For their size they breathe more, and faster, than adults.

They are more active and more likely to play outdoors.

Like adults during exercise, mouth breathing is common.

Sports and outdoor activity at school are most likely to occur when smog levels are highest.

Children may be more susceptible to the effects of some air pollutants because their lungs are still developing.
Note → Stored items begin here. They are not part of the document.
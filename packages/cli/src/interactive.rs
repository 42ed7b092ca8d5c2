//! Interactive ward picker.
//!
//! Provides a menu-driven loop using `dialoguer`: pick a ward, see its
//! committed prediction, retry a failed fetch, refresh weather, and write
//! the styled map.

use std::path::PathBuf;

use chrono::Utc;
use dialoguer::{Input, Select};
use flood_map_cli_utils::{MultiProgress, Spinner};
use flood_map_controller::{Session, SessionUpdate};
use flood_map_map::{MapIntent, MapView};
use flood_map_region::RegionStore;

use crate::report;

enum Action {
    SelectWard,
    EnterCode,
    Retry,
    Refresh,
    Summary,
    WriteMap,
    DismissNotifications,
    Quit,
}

impl Action {
    const ALL: &[Self] = &[
        Self::SelectWard,
        Self::EnterCode,
        Self::Retry,
        Self::Refresh,
        Self::Summary,
        Self::WriteMap,
        Self::DismissNotifications,
        Self::Quit,
    ];

    #[must_use]
    const fn label(&self) -> &'static str {
        match self {
            Self::SelectWard => "Select a ward",
            Self::EnterCode => "Enter a ward code",
            Self::Retry => "Retry current ward",
            Self::Refresh => "Refresh current ward",
            Self::Summary => "Show risk summary",
            Self::WriteMap => "Write map GeoJSON",
            Self::DismissNotifications => "Dismiss notifications",
            Self::Quit => "Quit",
        }
    }
}

/// Runs the interactive loop until the user quits.
///
/// # Errors
///
/// Returns an error if a prompt fails or the map cannot be written.
pub async fn run(
    multi: &MultiProgress,
    store: &RegionStore,
    session: &mut Session,
) -> Result<(), Box<dyn std::error::Error>> {
    let view = MapView::new(store);

    if session.start().await {
        settle(multi, session, "Loading predictions for all wards...").await?;
    }

    let labels: Vec<&str> = Action::ALL.iter().map(Action::label).collect();

    loop {
        session.notifications_mut().expire(Utc::now());
        report::print_notifications(session.controller().notifications());
        println!();

        let idx = Select::new()
            .with_prompt("What would you like to do?")
            .items(&labels)
            .default(0)
            .interact()?;

        match Action::ALL[idx] {
            Action::SelectWard => {
                if view.is_degraded() {
                    println!("No ward boundaries loaded; enter a code instead.");
                    continue;
                }
                let Some(MapIntent::Select(code)) = pick_ward(store, &view)? else {
                    continue;
                };
                fetch(multi, session, &code).await?;
                report::print_region_state(store, session.controller(), &code);
            }
            Action::EnterCode => {
                let code: String = Input::new().with_prompt("Ward code").interact_text()?;
                fetch(multi, session, &code).await?;
                report::print_region_state(store, session.controller(), &code);
            }
            Action::Retry => {
                if session.retry() {
                    settle(multi, session, "Retrying...").await?;
                    print_selected(store, session);
                } else {
                    println!("Nothing selected yet.");
                }
            }
            Action::Refresh => {
                if session.refresh_tick() {
                    settle(multi, session, "Refreshing...").await?;
                    print_selected(store, session);
                } else {
                    println!("Nothing settled to refresh.");
                }
            }
            Action::Summary => report::print_summary(&session.controller().summary()),
            Action::WriteMap => {
                let path: String = Input::new()
                    .with_prompt("Output path")
                    .default("flood_map.geojson".to_string())
                    .interact_text()?;
                report::write_map(&PathBuf::from(path), &view, session.controller())?;
            }
            Action::DismissNotifications => {
                let ids: Vec<u64> = session
                    .controller()
                    .notifications()
                    .active()
                    .iter()
                    .map(|n| n.id)
                    .collect();
                for id in ids {
                    session.notifications_mut().dismiss(id);
                }
            }
            Action::Quit => break,
        }
    }

    Ok(())
}

fn pick_ward(
    store: &RegionStore,
    view: &MapView<'_>,
) -> Result<Option<MapIntent>, Box<dyn std::error::Error>> {
    let items: Vec<String> = store
        .list_regions()
        .iter()
        .map(|r| format!("{:<6} {}", r.code(), r.name()))
        .collect();

    let idx = Select::new()
        .with_prompt("Ward")
        .items(&items)
        .default(0)
        .interact()?;

    Ok(view.on_click(store.list_regions()[idx].code()))
}

async fn fetch(
    multi: &MultiProgress,
    session: &mut Session,
    code: &str,
) -> Result<(), Box<dyn std::error::Error>> {
    session.select(code);
    settle(multi, session, &format!("Fetching prediction for {code}...")).await
}

async fn settle(
    multi: &MultiProgress,
    session: &mut Session,
    message: &str,
) -> Result<(), Box<dyn std::error::Error>> {
    let spinner = Spinner::start(multi, message);
    let updates = session.settle().await?;
    spinner.finish_and_clear();

    for update in updates {
        if let SessionUpdate::Bulk {
            committed: Some(count),
        } = update
        {
            println!("Loaded predictions for {count} wards.");
        }
    }
    Ok(())
}

fn print_selected(store: &RegionStore, session: &Session) {
    if let Some(code) = session.controller().selection().selected_region.clone() {
        report::print_region_state(store, session.controller(), &code);
    }
}
//! Vest URL builders and market info validation

use serde_json::Value;

use super::constants;

pub fn rest_url(path: &str, domain: &str) -> String {
    format!("{}{}", constants::rest_base_url(domain), path)
}

/// Public websocket URL routed to the account group's server
pub fn public_ws_url(domain: &str, account_group: u8) -> String {
    ws_url_with_query(constants::wss_base_url(domain), account_group)
}

pub fn private_ws_url(listen_key: &str, domain: &str, account_group: u8) -> String {
    format!("{}&listenKey={}", public_ws_url(domain, account_group), listen_key)
}

/// Append the version and server routing query to any websocket base
pub fn ws_url_with_query(base: &str, account_group: u8) -> String {
    format!(
        "{}?version=1.0&xwebsocketserver=restserver{g}&websocketserver=restserver{g}",
        base,
        g = account_group
    )
}

/// A market is valid when its upper-cased `status` is `TRADING`
pub fn is_exchange_information_valid(market_info: &Value) -> bool {
    market_info
        .get("status")
        .and_then(Value::as_str)
        .map(|s| s.to_uppercase() == constants::SYMBOL_STATUS_TRADING)
        .unwrap_or(false)
}

#[cfg(test)]
mod tests {
    use super::*;
    use serde_json::json;

    #[test]
    fn test_rest_urls() {
        assert_eq!(
            rest_url("/exchangeInfo", constants::DEFAULT_DOMAIN),
            "https://server-prod.hz.vestmarkets.com/v2/exchangeInfo"
        );
        assert_eq!(
            rest_url("/account", constants::TESTNET_DOMAIN),
            "https://server-dev.hz.vestmarkets.com/v2/account"
        );
    }

    #[test]
    fn test_ws_urls() {
        assert_eq!(
            public_ws_url(constants::DEFAULT_DOMAIN, 3),
            "wss://ws-prod.hz.vestmarkets.com/ws-api?version=1.0&xwebsocketserver=restserver3&websocketserver=restserver3"
        );
        let private = private_ws_url("abc", constants::TESTNET_DOMAIN, 0);
        assert!(private.starts_with("wss://ws-dev.hz.vestmarkets.com/ws-api?version=1.0"));
        assert!(private.ends_with("&listenKey=abc"));
    }

    #[test]
    fn test_exchange_information_validity() {
        assert!(is_exchange_information_valid(&json!({"status": "TRADING"})));
        assert!(is_exchange_information_valid(&json!({"status": "trading"})));
        assert!(!is_exchange_information_valid(&json!({"status": "HALT"})));
        assert!(!is_exchange_information_valid(&json!({"symbol": "BTC-PERP"})));
    }
}
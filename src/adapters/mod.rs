//! Perpetual futures connectors
//!
//! Core abstractions (`traits`, `types`, `tracker`), shared transport
//! plumbing, and one module per venue.

pub mod errors;
pub mod factory;
pub mod manager;
pub mod nado;
pub mod shared;
pub mod tracker;
pub mod traits;
pub mod types;
pub mod vest;

pub use errors::{ExchangeError, ExchangeResult};
pub use factory::{create_connector, AnyConnector};
pub use manager::ConnectorManager;
pub use nado::{NadoConfig, NadoConnector};
pub use tracker::OrderTracker;
pub use traits::{OrderBookDataSource, PerpetualConnector, UserStreamDataSource};
pub use vest::{VestConfig, VestConnector};
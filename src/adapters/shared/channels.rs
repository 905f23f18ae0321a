//! Per-kind market data queues
//!
//! Order book data sources push parsed messages into unbounded queues, one
//! per message kind, and the consumer drains whichever it needs.

use tokio::sync::mpsc;

use crate::adapters::types::{FundingInfoUpdate, OrderBookMessage};

/// Sending side handed to a data source
#[derive(Debug, Clone)]
pub struct MarketDataQueues {
    pub snapshots: mpsc::UnboundedSender<OrderBookMessage>,
    pub diffs: mpsc::UnboundedSender<OrderBookMessage>,
    pub trades: mpsc::UnboundedSender<OrderBookMessage>,
    pub funding: mpsc::UnboundedSender<FundingInfoUpdate>,
}

/// Receiving side kept by the consumer
#[derive(Debug)]
pub struct MarketDataReceivers {
    pub snapshots: mpsc::UnboundedReceiver<OrderBookMessage>,
    pub diffs: mpsc::UnboundedReceiver<OrderBookMessage>,
    pub trades: mpsc::UnboundedReceiver<OrderBookMessage>,
    pub funding: mpsc::UnboundedReceiver<FundingInfoUpdate>,
}

pub fn market_data_channels() -> (MarketDataQueues, MarketDataReceivers) {
    let (snap_tx, snap_rx) = mpsc::unbounded_channel();
    let (diff_tx, diff_rx) = mpsc::unbounded_channel();
    let (trade_tx, trade_rx) = mpsc::unbounded_channel();
    let (funding_tx, funding_rx) = mpsc::unbounded_channel();
    (
        MarketDataQueues {
            snapshots: snap_tx,
            diffs: diff_tx,
            trades: trade_tx,
            funding: funding_tx,
        },
        MarketDataReceivers {
            snapshots: snap_rx,
            diffs: diff_rx,
            trades: trade_rx,
            funding: funding_rx,
        },
    )
}

impl MarketDataQueues {
    /// Route a book or trade message to its queue by kind
    pub fn push(&self, msg: OrderBookMessage) {
        use crate::adapters::types::OrderBookMessageKind;
        let result = match msg.kind {
            OrderBookMessageKind::Snapshot => self.snapshots.send(msg),
            OrderBookMessageKind::Diff => self.diffs.send(msg),
            OrderBookMessageKind::Trade => self.trades.send(msg),
        };
        if result.is_err() {
            tracing::debug!("Market data consumer dropped, message discarded");
        }
    }

    pub fn push_funding(&self, update: FundingInfoUpdate) {
        if self.funding.send(update).is_err() {
            tracing::debug!("Funding consumer dropped, update discarded");
        }
    }
}

#[cfg(test)]
mod tests {
    use super::*;
    use crate::adapters::types::{OrderBookMessageKind, PublicTrade, TradeType};
    use rust_decimal::Decimal;

    #[tokio::test]
    async fn test_push_routes_by_kind() {
        let (queues, mut rx) = market_data_channels();
        queues.push(OrderBookMessage::book(
            OrderBookMessageKind::Diff,
            "BTC-USDT0",
            1,
            1.0,
            vec![],
            vec![],
        ));
        queues.push(OrderBookMessage::trade(
            "BTC-USDT0",
            1.0,
            PublicTrade {
                trade_id: "1".into(),
                trade_type: TradeType::Sell,
                price: Decimal::ONE,
                amount: Decimal::ONE,
            },
        ));
        queues.push_funding(FundingInfoUpdate {
            trading_pair: "BTC-USDT0".into(),
            ..Default::default()
        });

        assert_eq!(rx.diffs.recv().await.unwrap().kind, OrderBookMessageKind::Diff);
        assert_eq!(rx.trades.recv().await.unwrap().kind, OrderBookMessageKind::Trade);
        assert_eq!(rx.funding.recv().await.unwrap().trading_pair, "BTC-USDT0");
        assert!(rx.snapshots.try_recv().is_err());
    }
}
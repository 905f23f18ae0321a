//! Nado EIP-712 structs
//!
//! Typed-data hashing for orders and cancellations. Hashes are built by hand
//! with `ethers::abi::encode` the same way the registration proof is signed
//! on Vest, so no derive macros are involved.

use std::str::FromStr;

use ethers::abi::{encode, Token};
use ethers::core::types::{Address, H256, I256, U256};
use ethers::core::utils::keccak256;
use ethers::signers::LocalWallet;

use crate::adapters::errors::{ExchangeError, ExchangeResult};

use super::constants::{EIP712_DOMAIN_NAME, VERSION};

pub const DOMAIN_TYPE: &str =
    "EIP712Domain(string name,string version,uint256 chainId,address verifyingContract)";

// =============================================================================
// Payload trait
// =============================================================================

/// A struct that can be hashed under the Nado EIP-712 domain
pub trait TypedPayload {
    /// Canonical `Name(type field,...)` string
    const TYPE: &'static str;

    /// Field values in declaration order, already reduced to 32-byte words
    fn encode_fields(&self) -> Vec<Token>;

    fn type_hash() -> [u8; 32] {
        keccak256(Self::TYPE)
    }

    fn struct_hash(&self) -> [u8; 32] {
        let mut tokens = vec![Token::FixedBytes(Self::type_hash().to_vec())];
        tokens.extend(self.encode_fields());
        keccak256(encode(&tokens))
    }
}

/// Two's-complement word for a signed 128-bit field
fn int128(value: i128) -> Token {
    Token::Int(I256::from(value).into_raw())
}

/// Hash of a dynamic array: keccak of its concatenated 32-byte elements
fn array_hash(words: &[Token]) -> Token {
    Token::FixedBytes(keccak256(encode(words)).to_vec())
}

// =============================================================================
// Structs
// =============================================================================

#[derive(Debug, Clone, PartialEq, Eq)]
pub struct Order {
    pub sender: [u8; 32],
    pub price_x18: i128,
    /// Positive buys, negative sells
    pub amount: i128,
    pub expiration: u64,
    pub nonce: u64,
    pub appendix: u128,
}

impl TypedPayload for Order {
    const TYPE: &'static str = "Order(bytes32 sender,int128 priceX18,int128 amount,uint64 expiration,uint64 nonce,uint128 appendix)";

    fn encode_fields(&self) -> Vec<Token> {
        vec![
            Token::FixedBytes(self.sender.to_vec()),
            int128(self.price_x18),
            int128(self.amount),
            Token::Uint(U256::from(self.expiration)),
            Token::Uint(U256::from(self.nonce)),
            Token::Uint(U256::from(self.appendix)),
        ]
    }
}

#[derive(Debug, Clone, PartialEq, Eq)]
pub struct Cancellation {
    pub sender: [u8; 32],
    pub product_ids: Vec<u32>,
    pub digests: Vec<[u8; 32]>,
    pub nonce: u64,
}

impl TypedPayload for Cancellation {
    const TYPE: &'static str =
        "Cancellation(bytes32 sender,uint32[] productIds,bytes32[] digests,uint64 nonce)";

    fn encode_fields(&self) -> Vec<Token> {
        let products: Vec<Token> = self.product_ids.iter().map(|p| Token::Uint(U256::from(*p))).collect();
        let digests: Vec<Token> = self.digests.iter().map(|d| Token::FixedBytes(d.to_vec())).collect();
        vec![
            Token::FixedBytes(self.sender.to_vec()),
            array_hash(&products),
            array_hash(&digests),
            Token::Uint(U256::from(self.nonce)),
        ]
    }
}

#[derive(Debug, Clone, PartialEq, Eq)]
pub struct CancellationProducts {
    pub sender: [u8; 32],
    pub product_ids: Vec<u32>,
    pub nonce: u64,
}

impl TypedPayload for CancellationProducts {
    const TYPE: &'static str = "CancellationProducts(bytes32 sender,uint32[] productIds,uint64 nonce)";

    fn encode_fields(&self) -> Vec<Token> {
        let products: Vec<Token> = self.product_ids.iter().map(|p| Token::Uint(U256::from(*p))).collect();
        vec![
            Token::FixedBytes(self.sender.to_vec()),
            array_hash(&products),
            Token::Uint(U256::from(self.nonce)),
        ]
    }
}

// =============================================================================
// Domain, digest, signature
// =============================================================================

pub fn domain_separator(verifying_contract: &str, chain_id: u64) -> ExchangeResult<[u8; 32]> {
    let contract = Address::from_str(verifying_contract).map_err(|e| {
        ExchangeError::InvalidInput(format!("invalid verifying contract {:?}: {}", verifying_contract, e))
    })?;
    Ok(keccak256(encode(&[
        Token::FixedBytes(keccak256(DOMAIN_TYPE).to_vec()),
        Token::FixedBytes(keccak256(EIP712_DOMAIN_NAME).to_vec()),
        Token::FixedBytes(keccak256(VERSION).to_vec()),
        Token::Uint(U256::from(chain_id)),
        Token::Address(contract),
    ])))
}

/// `0x1901 || domainSeparator || structHash`
pub fn signable_bytes<P: TypedPayload>(
    payload: &P,
    verifying_contract: &str,
    chain_id: u64,
) -> ExchangeResult<Vec<u8>> {
    let mut data = Vec::with_capacity(66);
    data.push(0x19);
    data.push(0x01);
    data.extend_from_slice(&domain_separator(verifying_contract, chain_id)?);
    data.extend_from_slice(&payload.struct_hash());
    Ok(data)
}

/// `0x` + keccak256 of `signable` as hex
pub fn generate_digest(signable: &[u8]) -> String {
    format!("0x{}", hex::encode(keccak256(signable)))
}

/// Sign a payload; returns `(signature, digest)` as 0x-prefixed hex
///
/// The digest is the EIP-712 hash, which Nado also uses as the order id.
pub fn sign_payload<P: TypedPayload>(
    payload: &P,
    verifying_contract: &str,
    chain_id: u64,
    wallet: &LocalWallet,
) -> ExchangeResult<(String, String)> {
    let signable = signable_bytes(payload, verifying_contract, chain_id)?;
    let hash = keccak256(&signable);

    let signature = wallet
        .sign_hash(H256::from(hash))
        .map_err(|e| ExchangeError::AuthenticationFailed(format!("EIP-712 signing failed: {}", e)))?;

    let mut sig_bytes = signature.to_vec();
    if sig_bytes.len() != 65 {
        return Err(ExchangeError::AuthenticationFailed(format!(
            "Invalid signature length: {} (expected 65)",
            sig_bytes.len()
        )));
    }
    if sig_bytes[64] < 27 {
        sig_bytes[64] += 27;
    }

    Ok((format!("0x{}", hex::encode(sig_bytes)), format!("0x{}", hex::encode(hash))))
}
Young lungs are still developing, and air pollution may cause or contribute to the development of chronic lung diseases. 

Caution For Children
When ozone levels reach a national PSI level of 200 (0.20 parts per million), exercising children outdoors experience respiratory irritation and a decline in lung function. Therefore, they should avoid calisthenics, soccer, tag, running, competitive swimming, basketball, tennis and other strenuous exercise outdoors.

Substitute activities considered safer include recreational swimming, archery, swings and horseback riding.

Should the ozone level reach a national PSI reading of 235 (0.275 ppm), all outdoor sports and games involving physical activity should be suspended as significant respiratory tract irritation is likely to occur at this ozone level.

LEARN THE DO'S AND DON'TS
If you live in an area susceptible to air pollution, here's what you should do:

Do train early in the day or in the evening.

Do avoid midday or afternoon exercise, and avoid strenuous outdoor work, if possible, when ozone smog or other pollution levels are high.

Do avoid congested streets and rush hour traffic; pollution levels can be high up to 50 feet from the roadway.

Do make sure teachers, coaches and recreation officials know about air pollution and act accordingly.

Most importantly, do be aware of the quality of the air you breathe!

Don't do the following:

Don't take air pollution lightly, it can hurt all of us!

Don't engage in strenuous outdoor activity when local officials issue health warnings.